There was a pause. Then that first voice said, “Cathy, you need to come in ASAP.”

Cathy turned completely white. She reholstered her gun in slow motion, and as an EMT crew swarmed over Susan (thank God) Cathy began walking away. I started to ask her what we should do, but I didn’t. It seemed best to keep quiet.

Then another team of EMTs crowded around Carter Redding, and I told them the little I knew about him and what had happened. Mr. Redding was unresponsive, and they put him on a gurney and began pushing it through the phalanxes of cars to reach help.

And there I was, alone in a parking lot swarming with police and civilians now trying to reach their cars to get the hell out of this place.

I was so glad I had my phone. I called Robin and started crying. “Please come get me,” I said. “Please come get me.” He asked me questions, but I could not seem to get enough breath to answer him. I saw a familiar face and headed for it. Officer Rodenheiser looked ten years older than he had an hour before.

“Did you see what happened?” he asked.

I shook my head. I had to gasp for enough breath to answer him. “I was with Cathy. I saw Susan get shot. And Mr. Redding passed out.” I had a hard time making sense. I finally managed to give him a narrative that satisfied him.

“The kid with the gun was Cathy’s nephew?” I asked, finally.

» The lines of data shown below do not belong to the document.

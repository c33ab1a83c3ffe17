//! 从站应答
//!
//! 解码主站发来的请求/命令，对本地数据容器读写后构造响应/确认；
//! 数据容器报告的领域错误码经异常码表映射为 Modbus 异常响应。

use crate::adu_codec::{AduCodec, Role};
use crate::codec::pack_bits;
use crate::error::ProtocolError;
use crate::frame::{encode_adu, split_adu, FrameHeader};
use crate::function_code::FunctionCode;
use crate::pdu::{ExceptionResponse, Pdu, ReadRequest, ReadResponse, WriteCommand};
use bytes::Bytes;
use domain::TransportKind;
use futures::{SinkExt, StreamExt};
use hmi_telemetry::hex;
use std::collections::HashMap;
use std::sync::{Arc, PoisonError, RwLock, RwLockReadGuard, RwLockWriteGuard};
use tokio::io::{AsyncRead, AsyncWrite};
use tokio_util::codec::Framed;
use tracing::{debug, warn};

/// 领域错误码：非法数据地址
pub const ILLEGAL_DATA_ADDRESS: u32 = 3004;

/// Modbus 异常码
pub const EXCEPTION_ILLEGAL_FUNCTION: u8 = 0x01;
pub const EXCEPTION_ILLEGAL_DATA_ADDRESS: u8 = 0x02;
pub const EXCEPTION_ILLEGAL_DATA_VALUE: u8 = 0x03;

/// 数据容器报告的领域错误
#[derive(Debug, Clone, PartialEq, Eq, thiserror::Error)]
#[error("slave data error {code}: {message}")]
pub struct SlaveDataError {
    pub code: u32,
    pub message: String,
}

impl SlaveDataError {
    pub fn new(code: u32, message: impl Into<String>) -> Self {
        Self {
            code,
            message: message.into(),
        }
    }

    pub fn illegal_address(address: u16) -> Self {
        Self::new(ILLEGAL_DATA_ADDRESS, format!("address {address} not mapped"))
    }
}

/// 从站本地数据
pub trait SlaveDataContainer: Send + Sync {
    /// 读取 `[start, start + quantity)`，返回响应数据字节（寄存器大端、线圈按位打包）
    fn read(&self, function: FunctionCode, start: u16, quantity: u16)
        -> Result<Bytes, SlaveDataError>;

    fn write(&self, command: &WriteCommand) -> Result<(), SlaveDataError>;
}

/// 内存数据容器：保持寄存器、输入寄存器、线圈、离散输入。读取未设置的地址报 3004。
#[derive(Debug, Default)]
pub struct InMemoryDataContainer {
    holding: RwLock<HashMap<u16, u16>>,
    input: RwLock<HashMap<u16, u16>>,
    coils: RwLock<HashMap<u16, bool>>,
    discrete: RwLock<HashMap<u16, bool>>,
}

fn read_lock<T>(lock: &RwLock<T>) -> RwLockReadGuard<'_, T> {
    lock.read().unwrap_or_else(PoisonError::into_inner)
}

fn write_lock<T>(lock: &RwLock<T>) -> RwLockWriteGuard<'_, T> {
    lock.write().unwrap_or_else(PoisonError::into_inner)
}

impl InMemoryDataContainer {
    pub fn new() -> Self {
        Self::default()
    }

    pub fn set_holding(&self, address: u16, value: u16) {
        write_lock(&self.holding).insert(address, value);
    }

    pub fn set_input(&self, address: u16, value: u16) {
        write_lock(&self.input).insert(address, value);
    }

    pub fn set_coil(&self, address: u16, value: bool) {
        write_lock(&self.coils).insert(address, value);
    }

    pub fn set_discrete(&self, address: u16, value: bool) {
        write_lock(&self.discrete).insert(address, value);
    }

    pub fn holding(&self, address: u16) -> Option<u16> {
        read_lock(&self.holding).get(&address).copied()
    }

    pub fn coil(&self, address: u16) -> Option<bool> {
        read_lock(&self.coils).get(&address).copied()
    }

    fn words(
        map: &RwLock<HashMap<u16, u16>>,
        start: u16,
        quantity: u16,
    ) -> Result<Bytes, SlaveDataError> {
        let map = read_lock(map);
        let mut data = Vec::with_capacity(usize::from(quantity) * 2);
        for address in (0..quantity).map(|i| start.wrapping_add(i)) {
            let word = map
                .get(&address)
                .ok_or_else(|| SlaveDataError::illegal_address(address))?;
            data.extend_from_slice(&word.to_be_bytes());
        }
        Ok(Bytes::from(data))
    }

    fn bits(
        map: &RwLock<HashMap<u16, bool>>,
        start: u16,
        quantity: u16,
    ) -> Result<Bytes, SlaveDataError> {
        let map = read_lock(map);
        let values = (0..quantity)
            .map(|i| start.wrapping_add(i))
            .map(|address| {
                map.get(&address)
                    .copied()
                    .ok_or_else(|| SlaveDataError::illegal_address(address))
            })
            .collect::<Result<Vec<bool>, _>>()?;
        Ok(Bytes::from(pack_bits(&values)))
    }
}

impl SlaveDataContainer for InMemoryDataContainer {
    fn read(
        &self,
        function: FunctionCode,
        start: u16,
        quantity: u16,
    ) -> Result<Bytes, SlaveDataError> {
        match function {
            FunctionCode::ReadHoldingRegisters => Self::words(&self.holding, start, quantity),
            FunctionCode::ReadInputRegisters => Self::words(&self.input, start, quantity),
            FunctionCode::ReadCoils => Self::bits(&self.coils, start, quantity),
            FunctionCode::ReadDiscreteInputs => Self::bits(&self.discrete, start, quantity),
            other => Err(SlaveDataError::new(
                ILLEGAL_DATA_ADDRESS,
                format!("{other} is not readable"),
            )),
        }
    }

    fn write(&self, command: &WriteCommand) -> Result<(), SlaveDataError> {
        match command {
            WriteCommand::SingleCoil { address, value } => {
                write_lock(&self.coils).insert(*address, *value);
            }
            WriteCommand::SingleRegister { address, value } => {
                write_lock(&self.holding).insert(*address, value.word());
            }
            WriteCommand::MultipleCoils { address, values } => {
                let mut coils = write_lock(&self.coils);
                for (i, value) in values.iter().enumerate() {
                    coils.insert(address.wrapping_add(i as u16), *value);
                }
            }
            WriteCommand::MultipleRegisters { address, values } => {
                let mut holding = write_lock(&self.holding);
                for (i, value) in values.iter().enumerate() {
                    holding.insert(address.wrapping_add(i as u16), value.word());
                }
            }
        }
        Ok(())
    }
}

/// 领域错误码 -> Modbus 异常码
#[derive(Debug, Clone, PartialEq, Eq)]
pub struct ExceptionTable {
    codes: HashMap<u32, u8>,
}

impl Default for ExceptionTable {
    fn default() -> Self {
        Self::empty().with(ILLEGAL_DATA_ADDRESS, EXCEPTION_ILLEGAL_DATA_ADDRESS)
    }
}

impl ExceptionTable {
    pub fn empty() -> Self {
        Self {
            codes: HashMap::new(),
        }
    }

    pub fn with(mut self, domain_code: u32, exception: u8) -> Self {
        self.codes.insert(domain_code, exception);
        self
    }

    pub fn lookup(&self, domain_code: u32) -> Option<u8> {
        self.codes.get(&domain_code).copied()
    }
}

/// 从站应答器
pub struct SlaveResponder {
    kind: TransportKind,
    slave_id: u8,
    container: Arc<dyn SlaveDataContainer>,
    exceptions: ExceptionTable,
}

impl SlaveResponder {
    pub fn new(kind: TransportKind, slave_id: u8, container: Arc<dyn SlaveDataContainer>) -> Self {
        Self {
            kind,
            slave_id,
            container,
            exceptions: ExceptionTable::default(),
        }
    }

    pub fn with_exceptions(mut self, exceptions: ExceptionTable) -> Self {
        self.exceptions = exceptions;
        self
    }

    pub fn kind(&self) -> TransportKind {
        self.kind
    }

    /// 处理一帧请求，返回要回写的帧；`None` 表示不应答。
    pub fn respond(&self, raw: &[u8]) -> Option<Bytes> {
        let (header, pdu) = match split_adu(self.kind, raw) {
            Ok(parts) => parts,
            Err(e) => {
                hmi_telemetry::record_decode_error();
                warn!(target: "hmi.slave", frame = %hex(raw), error = %e, "request_decode_failed");
                return None;
            }
        };
        if let FrameHeader::Rtu { slave_id } = header {
            if slave_id != self.slave_id {
                debug!(target: "hmi.slave", slave_id, "request_for_other_slave_ignored");
                return None;
            }
        }

        let reply = self.handle_pdu(pdu)?;
        hmi_telemetry::record_slave_request_served();
        Some(encode_adu(header, &reply))
    }

    fn handle_pdu(&self, pdu: &[u8]) -> Option<Bytes> {
        let raw_function = *pdu.first()?;
        let Some(function) = FunctionCode::from_u8(raw_function) else {
            debug!(target: "hmi.slave", function = raw_function, "illegal_function");
            return Some(exception(raw_function, EXCEPTION_ILLEGAL_FUNCTION));
        };

        let outcome = if function.is_read() {
            match ReadRequest::decode(pdu) {
                Ok(request) => self
                    .container
                    .read(function, request.start(), request.quantity())
                    .map(|data| ReadResponse::new(function, data).to_bytes()),
                Err(e) => return Some(self.malformed(raw_function, e)),
            }
        } else {
            match WriteCommand::decode(pdu) {
                Ok(command) => self
                    .container
                    .write(&command)
                    .map(|()| command.expected_confirm().to_bytes()),
                Err(e) => return Some(self.malformed(raw_function, e)),
            }
        };

        match outcome {
            Ok(reply) => Some(reply),
            Err(e) => match self.exceptions.lookup(e.code) {
                Some(code) => {
                    debug!(
                        target: "hmi.slave",
                        function = raw_function,
                        domain_code = e.code,
                        code,
                        "exception_reply"
                    );
                    Some(exception(raw_function, code))
                }
                None => {
                    warn!(
                        target: "hmi.slave",
                        function = raw_function,
                        error = %e,
                        "unmapped_slave_error_no_reply"
                    );
                    None
                }
            },
        }
    }

    fn malformed(&self, function: u8, error: ProtocolError) -> Bytes {
        warn!(target: "hmi.slave", function, error = %error, "malformed_request");
        exception(function, EXCEPTION_ILLEGAL_DATA_VALUE)
    }
}

fn exception(function: u8, code: u8) -> Bytes {
    ExceptionResponse { function, code }.to_bytes()
}

/// 在任意双向字节流上运行从站应答，直到对端关闭。
pub async fn serve_stream<S>(stream: S, responder: Arc<SlaveResponder>) -> Result<(), ProtocolError>
where
    S: AsyncRead + AsyncWrite + Unpin,
{
    let mut framed = Framed::new(stream, AduCodec::new(responder.kind(), Role::Slave));
    while let Some(frame) = framed.next().await {
        let frame = frame?;
        debug!(target: "hmi.slave", key = %frame.key, frame = %hex(&frame.bytes), "request_received");
        if let Some(reply) = responder.respond(&frame.bytes) {
            framed.send(reply).await?;
        }
    }
    Ok(())
}

#[cfg(test)]
mod tests {
    use super::*;
    use crate::codec::RegisterValue;
    use crate::frame::MBAP_HEADER_LEN;

    fn responder(kind: TransportKind) -> (Arc<InMemoryDataContainer>, SlaveResponder) {
        let container = Arc::new(InMemoryDataContainer::new());
        container.set_input(100, 7);
        container.set_input(101, 0xFFFF);
        let responder = SlaveResponder::new(kind, 1, container.clone());
        (container, responder)
    }

    fn tcp_request(pdu: &[u8]) -> Bytes {
        encode_adu(
            FrameHeader::Tcp {
                transaction_id: 42,
                unit_id: 1,
            },
            pdu,
        )
    }

    #[test]
    fn answers_read_request() {
        let (_, responder) = responder(TransportKind::Tcp);
        let reply = responder
            .respond(&tcp_request(&[0x04, 0x00, 0x64, 0x00, 0x02]))
            .unwrap();
        assert_eq!(&reply[..2], &[0x00, 42]);
        assert_eq!(
            &reply[MBAP_HEADER_LEN..],
            &[0x04, 0x04, 0x00, 0x07, 0xFF, 0xFF]
        );
    }

    #[test]
    fn unset_address_yields_illegal_data_address() {
        let (_, responder) = responder(TransportKind::Tcp);
        let reply = responder
            .respond(&tcp_request(&[0x04, 0x00, 0x64, 0x00, 0x03]))
            .unwrap();
        assert_eq!(&reply[MBAP_HEADER_LEN..], &[0x84, 0x02]);
    }

    #[test]
    fn unknown_function_yields_illegal_function() {
        let (_, responder) = responder(TransportKind::Tcp);
        let reply = responder.respond(&tcp_request(&[0x2B, 0x0E, 0x01])).unwrap();
        assert_eq!(&reply[MBAP_HEADER_LEN..], &[0xAB, 0x01]);
    }

    #[test]
    fn unmapped_domain_code_gets_no_reply() {
        let container = Arc::new(InMemoryDataContainer::new());
        let responder = SlaveResponder::new(TransportKind::Tcp, 1, container)
            .with_exceptions(ExceptionTable::empty());
        assert!(responder
            .respond(&tcp_request(&[0x03, 0x00, 0x00, 0x00, 0x01]))
            .is_none());
    }

    #[test]
    fn write_command_is_applied_and_confirmed() {
        let (container, responder) = responder(TransportKind::Rtu);
        let request = encode_adu(
            FrameHeader::Rtu { slave_id: 1 },
            &WriteCommand::SingleRegister {
                address: 102,
                value: RegisterValue::Unsigned(1),
            }
            .to_bytes(),
        );
        let reply = responder.respond(&request).unwrap();
        assert_eq!(reply, request);
        assert_eq!(container.holding(102), Some(1));
    }

    #[test]
    fn rtu_request_for_other_slave_is_ignored() {
        let (_, responder) = responder(TransportKind::Rtu);
        let request = encode_adu(
            FrameHeader::Rtu { slave_id: 9 },
            &[0x04, 0x00, 0x64, 0x00, 0x01],
        );
        assert!(responder.respond(&request).is_none());
    }

    #[test]
    fn corrupted_rtu_request_is_dropped() {
        let (_, responder) = responder(TransportKind::Rtu);
        let mut request =
            encode_adu(FrameHeader::Rtu { slave_id: 1 }, &[0x04, 0x00, 0x64, 0x00, 0x01]).to_vec();
        request[2] ^= 0xFF;
        assert!(responder.respond(&request).is_none());
    }

    #[test]
    fn coils_are_packed() {
        let container = InMemoryDataContainer::new();
        container.set_coil(0, true);
        container.set_coil(1, false);
        container.set_coil(2, true);
        let data = container.read(FunctionCode::ReadCoils, 0, 3).unwrap();
        assert_eq!(&data[..], &[0b101]);
    }
}
//! Peer-to-peer session negotiation over a signaling relay.
//!
//! A [`RelayRegistry`] holds the access session and the relay subscription, and
//! keeps at most one [`SessionBridge`] per remote peer. Each bridge runs the
//! offer/answer/candidate exchange against an injected [`PeerConnection`] and
//! reports progress as [`RelayEvent`]s.

pub mod bridge;
pub mod config;
pub mod error;
pub mod events;
pub mod http_relay;
pub mod identity;
pub mod mock;
pub mod peer;
pub mod registry;
pub mod relay;
pub mod rtc;
pub mod signal;

pub use bridge::{BridgeId, BridgeState, SessionBridge};
pub use config::RelayConfig;
pub use error::{RelayError, RelayResult};
pub use events::{PeerSummary, RelayEvent};
pub use http_relay::HttpRelay;
pub use identity::{AccessSession, DomainKey, PeerIdentity};
pub use peer::{PeerConnection, PeerConnectionFactory, PeerError, PeerEvent, PeerEventSink, SdpKind};
pub use registry::{ConnectOptions, QueuedInput, RelayRegistry};
pub use relay::{InboundStream, RelayTransport, SendFailure};
pub use rtc::{WebRtcPeerConfig, WebRtcPeerFactory};
pub use signal::{InboundSignal, RelayEnvelope, SignalMessage};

Brad nodded. “We’d suspected it was Duncan who fired into that house party last Saturday night, but we couldn’t build a case against him. Duncan’s mom, Annette, is Cathy’s sister. Dr. Clifton is the one who put Duncan’s mom in the hospital.”

“But … why would the boy start shooting?”

“Cathy thinks Duncan believes Dr. Clifton was lying about Annette’s strange behavior, which was what landed her in the psych ward.” Brad Rodenheiser shrugged. “I guess Duncan practiced with the rifle between the party and this afternoon. Clifton’s in surgery.”